» Data
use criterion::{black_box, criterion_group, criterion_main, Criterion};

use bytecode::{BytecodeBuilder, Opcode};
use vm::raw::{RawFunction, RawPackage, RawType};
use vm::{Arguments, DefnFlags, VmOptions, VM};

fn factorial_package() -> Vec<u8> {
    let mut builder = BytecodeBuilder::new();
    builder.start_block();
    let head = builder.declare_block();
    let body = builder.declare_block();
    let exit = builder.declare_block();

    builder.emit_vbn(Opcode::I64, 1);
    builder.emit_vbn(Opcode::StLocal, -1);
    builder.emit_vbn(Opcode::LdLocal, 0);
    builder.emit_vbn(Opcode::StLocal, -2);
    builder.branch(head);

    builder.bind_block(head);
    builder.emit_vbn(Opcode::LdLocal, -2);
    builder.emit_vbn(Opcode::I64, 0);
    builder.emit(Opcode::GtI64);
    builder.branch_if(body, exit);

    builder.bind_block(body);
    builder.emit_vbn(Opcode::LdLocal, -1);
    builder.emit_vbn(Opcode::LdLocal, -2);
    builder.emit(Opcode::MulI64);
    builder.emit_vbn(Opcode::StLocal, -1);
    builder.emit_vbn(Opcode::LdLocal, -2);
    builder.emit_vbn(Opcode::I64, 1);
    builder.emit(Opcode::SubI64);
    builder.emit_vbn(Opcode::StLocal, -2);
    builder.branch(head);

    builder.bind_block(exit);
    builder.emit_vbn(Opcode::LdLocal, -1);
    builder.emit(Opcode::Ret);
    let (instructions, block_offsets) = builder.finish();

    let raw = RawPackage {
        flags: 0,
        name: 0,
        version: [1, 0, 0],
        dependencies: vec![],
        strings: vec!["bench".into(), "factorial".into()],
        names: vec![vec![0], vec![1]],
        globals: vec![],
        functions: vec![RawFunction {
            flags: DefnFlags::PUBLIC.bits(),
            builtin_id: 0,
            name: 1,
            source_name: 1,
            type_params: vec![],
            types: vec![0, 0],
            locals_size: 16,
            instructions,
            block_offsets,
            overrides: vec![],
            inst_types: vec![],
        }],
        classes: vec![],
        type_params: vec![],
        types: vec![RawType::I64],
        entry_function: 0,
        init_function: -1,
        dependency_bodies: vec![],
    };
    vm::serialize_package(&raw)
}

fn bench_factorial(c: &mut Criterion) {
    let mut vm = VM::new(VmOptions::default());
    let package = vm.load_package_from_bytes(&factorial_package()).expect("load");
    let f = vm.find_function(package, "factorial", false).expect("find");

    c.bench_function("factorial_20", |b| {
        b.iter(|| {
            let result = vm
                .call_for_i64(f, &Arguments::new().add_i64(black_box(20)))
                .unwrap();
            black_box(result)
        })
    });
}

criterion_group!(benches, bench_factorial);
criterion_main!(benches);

» Assigned task
Determine how many lines of this listing contain "instructions", and give only the number.

» Exercise output
2